A divorce trial is only needed when you and your spouse are not on the same page about parts of your case, including property division or child custody.
What Happens at a Divorce Hearing?
A divorce hearing (also called a court appearance) is the first step in the divorce process.
It’s a mandatory conference where you’ll meet with your spouse and a judge or mediator to make sure that you understand what’s going on, address any issues that may come up with the divorce papers, and figure out how you’ll divide your property and debts.
You’ll each have a chance to tell your story, but it’s less formal than a court trial. There won’t be any lawyers or other witnesses involved, and you won’t have to stand up in front of everyone to give your statement.
The purpose of the hearing is for you and your spouse to work out some of the details privately so that everyone leaves knowing what will happen next.
A divorce hearing is a benefit to the divorcing parties and their attorneys, who can use this opportunity to streamline the process of dividing assets and debts. You’ll also have an opportunity to tell the judge any questions or concerns about the division of property.
What Happens at a Divorce Trial?
When you go to a divorce trial, many things can happen. It depends on what you and your spouse agree or disagree on. If you both agree, then a divorce trial will not be necessary. However, if there is something that either of you wants that the other does not want to agree with, it will go to trial.
For example, if one person wants sole custody of their child and the other parent does not want them to have sole custody, the matter will go to trial.
What happens at a divorce trial? The spouses and their lawyers meet before a judge and present arguments about how the assets should be divided, custody granted, and child support calculated. The spouses deliver testimony about their incomes, expenses, debts, and financial needs.
If minor children are involved in the case or if the custody agreement is contested, parents may also present evidence about their parenting skills, ability to keep a stable home for the children involved, and time spent with the children.
The process can take several months to several years, depending on how complex the issues are and how quickly they can be resolved.
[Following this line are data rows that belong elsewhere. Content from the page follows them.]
//! Splitting intervals: a time range routed to an output index.

use crate::time::DateAndTime;
use crate::{Error, Result};
use std::cmp::Ordering;
use std::ops::BitAnd;

#[cfg(feature = "serde")]
use serde::{Deserialize, Serialize};

/// Index carried by an interval with no destination.
pub const UNSET_INDEX: i32 = -1;

/// A time range `[start, stop)` and the output index it is routed to.
///
/// Index `0` (or [`UNSET_INDEX`]) means "keep" in a filter; indices above `0` name
/// numbered destinations in a splitter.
#[derive(Debug, Clone, Copy, PartialEq, Eq, Hash)]
#[cfg_attr(feature = "serde", derive(Serialize, Deserialize))]
pub struct SplittingInterval {
    start: DateAndTime,
    stop: DateAndTime,
    index: i32,
}

impl Default for SplittingInterval {
    fn default() -> Self {
        Self {
            start: DateAndTime::default(),
            stop: DateAndTime::default(),
            index: UNSET_INDEX,
        }
    }
}

impl SplittingInterval {
    /// Creates a new interval.
    #[inline]
    #[must_use]
    pub fn new(start: DateAndTime, stop: DateAndTime, index: i32) -> Self {
        Self { start, stop, index }
    }

    /// Convenience constructor from raw nanoseconds.
    #[inline]
    #[must_use]
    pub fn from_nanoseconds(start: i64, stop: i64, index: i32) -> Self {
        Self::new(start.into(), stop.into(), index)
    }

    #[inline]
    #[must_use]
    pub fn start(&self) -> DateAndTime {
        self.start
    }

    #[inline]
    #[must_use]
    pub fn stop(&self) -> DateAndTime {
        self.stop
    }

    /// Destination of this time block.
    #[inline]
    #[must_use]
    pub fn index(&self) -> i32 {
        self.index
    }

    /// Duration in seconds.
    #[must_use]
    pub fn duration(&self) -> f64 {
        self.stop - self.start
    }

    /// True when `stop <= start`.
    #[inline]
    #[must_use]
    pub fn is_empty(&self) -> bool {
        self.stop <= self.start
    }

    /// Half-open containment: `start <= time < stop`.
    #[inline]
    #[must_use]
    pub fn contains(&self, time: DateAndTime) -> bool {
        self.start <= time && time < self.stop
    }

    /// Returns true if `other` overlaps this interval.
    ///
    /// Intervals that only touch (one's stop equals the other's start) count as
    /// overlapping.
    #[must_use]
    pub fn overlaps(&self, other: &Self) -> bool {
        (other.start < self.stop && other.start >= self.start)
            || (other.stop < self.stop && other.stop >= self.start)
            || (self.start < other.stop && self.start >= other.start)
            || (self.stop < other.stop && self.stop >= other.start)
    }

    /// Smallest range where both intervals are true. Keeps the index of `self`.
    #[must_use]
    pub fn intersect(&self, other: &Self) -> Self {
        Self {
            start: self.start.max(other.start),
            stop: self.stop.min(other.stop),
            index: self.index,
        }
    }

    /// Largest range covered by two overlapping intervals. Keeps the index of `self`.
    ///
    /// # Errors
    /// Returns [`Error::NonOverlappingUnion`] if the intervals do not overlap.
    pub fn union(&self, other: &Self) -> Result<Self> {
        if !self.overlaps(other) {
            return Err(Error::NonOverlappingUnion);
        }
        Ok(Self {
            start: self.start.min(other.start),
            stop: self.stop.max(other.stop),
            index: self.index,
        })
    }

    /// Orders intervals by start time only.
    #[inline]
    #[must_use]
    pub fn cmp_start(&self, other: &Self) -> Ordering {
        self.start.cmp(&other.start)
    }
}

impl BitAnd for SplittingInterval {
    type Output = SplittingInterval;

    fn bitand(self, rhs: Self) -> Self::Output {
        self.intersect(&rhs)
    }
}

#[cfg(test)]
mod tests {
    use super::*;
    use approx::assert_relative_eq;

    fn iv(start: i64, stop: i64, index: i32) -> SplittingInterval {
        SplittingInterval::from_nanoseconds(start, stop, index)
    }

    #[test]
    fn test_default_is_unset() {
        let interval = SplittingInterval::default();
        assert_eq!(interval.index(), UNSET_INDEX);
        assert!(interval.is_empty());
    }

    #[test]
    fn test_overlaps_partial_and_contained() {
        assert!(iv(0, 10, 0).overlaps(&iv(5, 15, 0)));
        assert!(iv(5, 15, 0).overlaps(&iv(0, 10, 0)));
        assert!(iv(0, 10, 0).overlaps(&iv(2, 4, 0)));
        assert!(iv(2, 4, 0).overlaps(&iv(0, 10, 0)));
    }

    #[test]
    fn test_overlaps_touching_boundaries() {
        // a.stop == b.start satisfies `a.stop < b.stop && a.stop >= b.start`
        assert!(iv(0, 10, 0).overlaps(&iv(10, 20, 0)));
        assert!(iv(10, 20, 0).overlaps(&iv(0, 10, 0)));
    }

    #[test]
    fn test_disjoint_does_not_overlap() {
        assert!(!iv(0, 10, 0).overlaps(&iv(11, 20, 0)));
        assert!(!iv(11, 20, 0).overlaps(&iv(0, 10, 0)));
    }

    #[test]
    fn test_intersect_keeps_left_index() {
        assert_eq!(iv(0, 10, 5) & iv(2, 4, 0), iv(2, 4, 5));
        assert_eq!(iv(2, 4, 0) & iv(0, 10, 5), iv(2, 4, 0));
    }

    #[test]
    fn test_union() {
        assert_eq!(iv(0, 10, 3).union(&iv(5, 15, 0)).unwrap(), iv(0, 15, 3));
        assert_eq!(iv(5, 15, 0).union(&iv(0, 10, 3)).unwrap(), iv(0, 15, 0));
    }

    #[test]
    fn test_union_non_overlapping_fails() {
        let err = iv(0, 10, 0).union(&iv(20, 30, 0)).unwrap_err();
        assert_eq!(err, Error::NonOverlappingUnion);
    }

    #[test]
    fn test_duration_and_contains() {
        let interval = iv(1_000_000_000, 3_500_000_000, 1);
        assert_relative_eq!(interval.duration(), 2.5);
        assert!(interval.contains(DateAndTime::from_nanoseconds(1_000_000_000)));
        assert!(!interval.contains(DateAndTime::from_nanoseconds(3_500_000_000)));
    }
}
//! I/O error types.

use thiserror::Error;

/// Result type for I/O operations.
pub type Result<T> = std::result::Result<T, Error>;

/// I/O error types.
#[derive(Error, Debug)]
pub enum Error {
    /// HDF5 library error.
    #[cfg(feature = "hdf5")]
    #[error("HDF5 error: {0}")]
    Hdf5(#[from] hdf5::Error),

    /// Descriptor (de)serialization error.
    #[error("descriptor error: {0}")]
    Json(#[from] serde_json::Error),

    /// Invalid file format.
    #[error("invalid file format: {0}")]
    InvalidFormat(String),

    /// Operation not allowed in the current state (e.g. update of a tree with no file).
    #[error("invalid state: {0}")]
    InvalidState(String),

    /// A grid box whose children's ids are not contiguous and ascending.
    #[error("non-sequential child id under box {parent}: expected {expected}, found {found}")]
    NonSequentialChildId {
        parent: usize,
        expected: usize,
        found: usize,
    },

    /// A box id outside the range the controller handed out.
    #[error("unexpected box id {id}, which is >= max boxes ({max_boxes})")]
    BoxIdOutOfRange { id: usize, max_boxes: usize },

    /// Two boxes in the same tree carry the same id.
    #[error("box id {id} is used by more than one box")]
    DuplicateBoxId { id: usize },

    /// Core library error.
    #[error("core error: {0}")]
    CoreError(#[from] mdbox_core::Error),
}

impl Error {
    /// True for errors that mean the in-memory tree itself is corrupt.
    #[must_use]
    pub fn is_structural(&self) -> bool {
        matches!(
            self,
            Self::NonSequentialChildId { .. }
                | Self::BoxIdOutOfRange { .. }
                | Self::DuplicateBoxId { .. }
        )
    }
}
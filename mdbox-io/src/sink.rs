//! File collaborator contract: hierarchical groups of named, shaped datasets.
//!
//! [`FileSink`] is what the saver writes through and [`FileSource`] what the loader
//! reads through. Both navigate with [`FileGroup::open_group`]; all dataset names are
//! relative to the current group.

use crate::{Error, Result};

/// Element type of a numeric dataset.
#[derive(Debug, Clone, Copy, PartialEq, Eq)]
pub enum ElementKind {
    I32,
    U64,
    F64,
}

/// Borrowed, flattened (row-major) dataset values.
#[derive(Debug, Clone, Copy)]
pub enum ArrayRef<'a> {
    I32(&'a [i32]),
    U64(&'a [u64]),
    F64(&'a [f64]),
}

impl ArrayRef<'_> {
    #[must_use]
    pub fn len(&self) -> usize {
        match self {
            Self::I32(v) => v.len(),
            Self::U64(v) => v.len(),
            Self::F64(v) => v.len(),
        }
    }

    #[must_use]
    pub fn is_empty(&self) -> bool {
        self.len() == 0
    }

    #[must_use]
    pub fn kind(&self) -> ElementKind {
        match self {
            Self::I32(_) => ElementKind::I32,
            Self::U64(_) => ElementKind::U64,
            Self::F64(_) => ElementKind::F64,
        }
    }

    #[must_use]
    pub fn to_values(&self) -> ArrayValues {
        match *self {
            Self::I32(v) => ArrayValues::I32(v.to_vec()),
            Self::U64(v) => ArrayValues::U64(v.to_vec()),
            Self::F64(v) => ArrayValues::F64(v.to_vec()),
        }
    }
}

/// Owned, flattened (row-major) dataset values.
#[derive(Debug, Clone, PartialEq)]
pub enum ArrayValues {
    I32(Vec<i32>),
    U64(Vec<u64>),
    F64(Vec<f64>),
}

impl ArrayValues {
    #[must_use]
    pub fn kind(&self) -> ElementKind {
        match self {
            Self::I32(_) => ElementKind::I32,
            Self::U64(_) => ElementKind::U64,
            Self::F64(_) => ElementKind::F64,
        }
    }

    #[must_use]
    pub fn len(&self) -> usize {
        match self {
            Self::I32(v) => v.len(),
            Self::U64(v) => v.len(),
            Self::F64(v) => v.len(),
        }
    }

    #[must_use]
    pub fn is_empty(&self) -> bool {
        self.len() == 0
    }
}

/// A dataset read back from a file.
#[derive(Debug, Clone, PartialEq)]
pub struct ArrayData {
    pub values: ArrayValues,
    pub shape: Vec<usize>,
}

impl ArrayData {
    /// Values as `i32`.
    ///
    /// # Errors
    /// Returns an error if the dataset holds another element type.
    pub fn into_i32(self) -> Result<Vec<i32>> {
        match self.values {
            ArrayValues::I32(v) => Ok(v),
            other => Err(kind_mismatch(ElementKind::I32, other.kind())),
        }
    }

    /// Values as `u64`.
    ///
    /// # Errors
    /// Returns an error if the dataset holds another element type.
    pub fn into_u64(self) -> Result<Vec<u64>> {
        match self.values {
            ArrayValues::U64(v) => Ok(v),
            other => Err(kind_mismatch(ElementKind::U64, other.kind())),
        }
    }

    /// Values as `f64`.
    ///
    /// # Errors
    /// Returns an error if the dataset holds another element type.
    pub fn into_f64(self) -> Result<Vec<f64>> {
        match self.values {
            ArrayValues::F64(v) => Ok(v),
            other => Err(kind_mismatch(ElementKind::F64, other.kind())),
        }
    }
}

fn kind_mismatch(expected: ElementKind, actual: ElementKind) -> Error {
    Error::InvalidFormat(format!("expected {expected:?} dataset, found {actual:?}"))
}

/// Group navigation shared by sinks and sources.
pub trait FileGroup {
    /// Opens a group. Paths starting with `/` are absolute, others are relative to the
    /// current group; `"/"` is the root.
    ///
    /// # Errors
    /// Returns an error if the group does not exist.
    fn open_group(&mut self, path: &str) -> Result<()>;
}

/// Writable side of the file collaborator.
pub trait FileSink: FileGroup {
    /// Creates a child group of the current group and tags it with an `NX_class`.
    ///
    /// # Errors
    /// Returns an error if the group exists or cannot be created.
    fn create_group(&mut self, name: &str, class: &str) -> Result<()>;

    /// Writes a scalar string dataset.
    ///
    /// # Errors
    /// Returns an error if the dataset cannot be written.
    fn write_string(&mut self, name: &str, value: &str) -> Result<()>;

    /// Creates (or overwrites) a dataset with `shape`.
    ///
    /// # Errors
    /// Returns an error if `data` does not match `shape` or the write fails.
    fn write_array(&mut self, name: &str, data: ArrayRef<'_>, shape: &[usize]) -> Result<()>;

    /// Rewrites an existing dataset in place, resizing it to `shape`.
    ///
    /// # Errors
    /// Returns an error if the dataset does not exist, has another element type or rank,
    /// or `data` does not match `shape`.
    fn write_extended(&mut self, name: &str, data: ArrayRef<'_>, shape: &[usize]) -> Result<()>;

    /// Creates an extendable `rows x columns` `f64` region for slab writes.
    ///
    /// # Errors
    /// Returns an error if the region cannot be created.
    fn prepare_region(&mut self, name: &str, rows: usize, columns: usize) -> Result<()>;

    /// Writes whole rows starting at `row`, growing the region if needed.
    ///
    /// # Errors
    /// Returns an error if the region does not exist, has another width, or `data` is
    /// not a whole number of rows.
    fn write_slab(&mut self, name: &str, row: u64, data: &[f64], columns: usize) -> Result<()>;

    /// Shape of a dataset in the current group, or `None` if absent.
    ///
    /// # Errors
    /// Returns an error if the file cannot be queried.
    fn dataset_shape(&mut self, name: &str) -> Result<Option<Vec<usize>>>;

    /// Flushes and closes the file. Further writes fail.
    ///
    /// # Errors
    /// Returns an error if flushing fails.
    fn close(&mut self) -> Result<()>;
}

/// Readable side of the file collaborator.
pub trait FileSource: FileGroup {
    /// Reads a scalar string dataset.
    ///
    /// # Errors
    /// Returns an error if the dataset is missing or not a string.
    fn read_string(&mut self, name: &str) -> Result<String>;

    /// Reads a whole numeric dataset.
    ///
    /// # Errors
    /// Returns an error if the dataset is missing or has another element type.
    fn read_array(&mut self, name: &str, kind: ElementKind) -> Result<ArrayData>;

    /// Reads `rows` rows of a 2-D `f64` region starting at `row`, flattened row-major.
    ///
    /// # Errors
    /// Returns an error if the region is missing or the rows are out of bounds.
    fn read_slab(&mut self, name: &str, row: u64, rows: u64) -> Result<Vec<f64>>;
}

/// Checks that a flattened buffer of `len` elements fills `shape`.
pub(crate) fn check_shape(name: &str, len: usize, shape: &[usize]) -> Result<()> {
    let expected: usize = shape.iter().product();
    if expected == len {
        Ok(())
    } else {
        Err(Error::InvalidFormat(format!(
            "dataset {name}: {len} values do not fill shape {shape:?}"
        )))
    }
}

/// Converts a row offset and count to a `usize` range.
pub(crate) fn row_range(row: u64, rows: u64) -> Result<std::ops::Range<usize>> {
    let start = usize::try_from(row)
        .map_err(|_| Error::InvalidFormat(format!("row {row} exceeds usize range")))?;
    let count = usize::try_from(rows)
        .map_err(|_| Error::InvalidFormat(format!("row count {rows} exceeds usize range")))?;
    let end = start
        .checked_add(count)
        .ok_or_else(|| Error::InvalidFormat("row range overflows".to_string()))?;
    Ok(start..end)
}

/// Number of rows in `len` elements of width `columns`.
pub(crate) fn whole_rows(name: &str, len: usize, columns: usize) -> Result<usize> {
    if columns == 0 || len % columns != 0 {
        return Err(Error::InvalidFormat(format!(
            "dataset {name}: {len} values are not whole rows of {columns}"
        )));
    }
    Ok(len / columns)
}

#[cfg(test)]
mod tests {
    use super::*;

    #[test]
    fn test_check_shape() {
        assert!(check_shape("a", 6, &[3, 2]).is_ok());
        assert!(check_shape("a", 5, &[3, 2]).is_err());
        assert!(check_shape("a", 0, &[0, 2]).is_ok());
    }

    #[test]
    fn test_into_typed_checks_kind() {
        let data = ArrayData {
            values: ArrayValues::I32(vec![1, 2]),
            shape: vec![2],
        };
        assert_eq!(data.clone().into_i32().unwrap(), vec![1, 2]);
        assert!(matches!(data.into_f64(), Err(Error::InvalidFormat(_))));
    }

    #[test]
    fn test_whole_rows() {
        assert_eq!(whole_rows("e", 12, 4).unwrap(), 3);
        assert!(whole_rows("e", 10, 4).is_err());
        assert!(whole_rows("e", 0, 0).is_err());
    }
}
//! Box controller: splitting policy and box id allocation for one tree.

use crate::{Error, Result};
use std::ops::Range;
use std::path::{Path, PathBuf};

#[cfg(feature = "serde")]
use serde::{Deserialize, Serialize};

/// The file a tree's events live in once it has been saved or loaded file-backed.
#[derive(Debug, Clone, PartialEq, Eq)]
pub struct FileBackend {
    path: PathBuf,
}

impl FileBackend {
    #[must_use]
    pub fn new<P: AsRef<Path>>(path: P) -> Self {
        Self {
            path: path.as_ref().to_path_buf(),
        }
    }

    #[must_use]
    pub fn path(&self) -> &Path {
        &self.path
    }
}

/// Splitting policy and id allocator shared by all boxes of a tree.
///
/// Ids are dense: every id in `0..max_id()` has been handed out exactly once. The
/// children of a split box receive one contiguous block.
#[derive(Debug, Clone, PartialEq)]
#[cfg_attr(feature = "serde", derive(Serialize, Deserialize))]
pub struct BoxController {
    /// Number of children along each dimension when a box is split.
    pub split_into: Vec<usize>,
    /// A leaf holding more events than this is split.
    pub split_threshold: usize,
    /// Leaves at this depth are never split.
    pub max_depth: usize,
    next_id: usize,
    #[cfg_attr(feature = "serde", serde(skip))]
    file_backend: Option<FileBackend>,
}

impl BoxController {
    /// Creates a controller splitting every dimension in two.
    #[must_use]
    pub fn new(nd: usize) -> Self {
        Self {
            split_into: vec![2; nd],
            split_threshold: 1000,
            max_depth: 5,
            next_id: 0,
            file_backend: None,
        }
    }

    /// Set the same split factor for every dimension.
    ///
    /// Values less than 2 are clamped to 2. Use [`Self::try_with_split_into`] to surface
    /// invalid values as an error instead.
    #[must_use]
    pub fn with_split_into(mut self, factor: usize) -> Self {
        let factor = factor.max(2);
        self.split_into.iter_mut().for_each(|f| *f = factor);
        self
    }

    /// Set the event count above which a leaf is split.
    #[must_use]
    pub fn with_split_threshold(mut self, threshold: usize) -> Self {
        self.split_threshold = threshold;
        self
    }

    /// Set the maximum recursion depth.
    #[must_use]
    pub fn with_max_depth(mut self, depth: usize) -> Self {
        self.max_depth = depth;
        self
    }

    /// Fallible variant of [`Self::with_split_into`] taking one factor per dimension.
    ///
    /// # Errors
    /// Returns an error if the dimension count changes or any factor is below 2.
    pub fn try_with_split_into(mut self, factors: &[usize]) -> Result<Self> {
        if factors.len() != self.split_into.len() {
            return Err(Error::InvalidDimensions {
                expected: self.split_into.len(),
                actual: factors.len(),
            });
        }
        check_split_factors(factors)?;
        self.split_into = factors.to_vec();
        Ok(self)
    }

    /// Checks the public fields, which bypass the builder when set directly or
    /// deserialized.
    ///
    /// # Errors
    /// Returns [`Error::Config`] if any split factor is below 2.
    pub fn validate(&self) -> Result<()> {
        check_split_factors(&self.split_into)
    }

    #[must_use]
    pub fn nd(&self) -> usize {
        self.split_into.len()
    }

    /// Number of children produced by one split.
    #[must_use]
    pub fn num_split(&self) -> usize {
        self.split_into.iter().product()
    }

    /// One past the largest id handed out so far.
    #[must_use]
    pub fn max_id(&self) -> usize {
        self.next_id
    }

    /// Overrides the id counter, e.g. after loading a tree from a file.
    pub fn set_max_id(&mut self, max_id: usize) {
        self.next_id = max_id;
    }

    /// Hands out one new id.
    pub fn next_id(&mut self) -> usize {
        self.allocate_ids(1).start
    }

    /// Hands out `count` consecutive ids.
    pub fn allocate_ids(&mut self, count: usize) -> Range<usize> {
        let start = self.next_id;
        self.next_id += count;
        start..self.next_id
    }

    #[must_use]
    pub fn file_backend(&self) -> Option<&FileBackend> {
        self.file_backend.as_ref()
    }

    #[must_use]
    pub fn is_file_backed(&self) -> bool {
        self.file_backend.is_some()
    }

    pub fn set_file_backend(&mut self, backend: Option<FileBackend>) {
        self.file_backend = backend;
    }
}

fn check_split_factors(factors: &[usize]) -> Result<()> {
    match factors.iter().find(|&&f| f < 2) {
        Some(&bad) => Err(Error::Config(format!(
            "split_into must be at least 2, got {bad}"
        ))),
        None => Ok(()),
    }
}

#[cfg(test)]
mod tests {
    use super::*;

    #[test]
    fn test_allocation_is_dense_and_contiguous() {
        let mut bc = BoxController::new(3);
        assert_eq!(bc.next_id(), 0);
        assert_eq!(bc.allocate_ids(8), 1..9);
        assert_eq!(bc.max_id(), 9);
    }

    #[test]
    fn test_split_into() {
        let bc = BoxController::new(2).with_split_into(1);
        assert_eq!(bc.split_into, vec![2, 2]);
        assert_eq!(bc.num_split(), 4);

        let bc = BoxController::new(2).try_with_split_into(&[3, 5]).unwrap();
        assert_eq!(bc.num_split(), 15);

        assert!(BoxController::new(2).try_with_split_into(&[3]).is_err());
        assert!(BoxController::new(2).try_with_split_into(&[3, 1]).is_err());
    }

    #[test]
    fn test_validate_rejects_direct_factor_below_two() {
        let mut bc = BoxController::new(2);
        assert!(bc.validate().is_ok());
        bc.split_into = vec![2, 0];
        assert!(matches!(bc.validate(), Err(Error::Config(_))));
    }

    #[test]
    fn test_file_backend() {
        let mut bc = BoxController::new(1);
        assert!(!bc.is_file_backed());
        bc.set_file_backend(Some(FileBackend::new("/tmp/tree.nxs")));
        assert_eq!(bc.file_backend().unwrap().path(), Path::new("/tmp/tree.nxs"));
    }
}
The judge will then make decisions based on what was presented in court, creating agreements for the two parties which dictate their custodial rights, property division, and more.
Navigate Your Divorce with Michigan’s Experts
Divorce is a complicated process that can be overwhelming, especially when children are involved and there are financial concerns. Michigan residents who want to secure the best possible future for themselves and their families turn to Gucciardo Family Law.
The compassionate team at Gucciardo Family Law can provide you with guidance and expert knowledge as you navigate your divorce. Contact us today for a free consultation and learn more about how we can assist you.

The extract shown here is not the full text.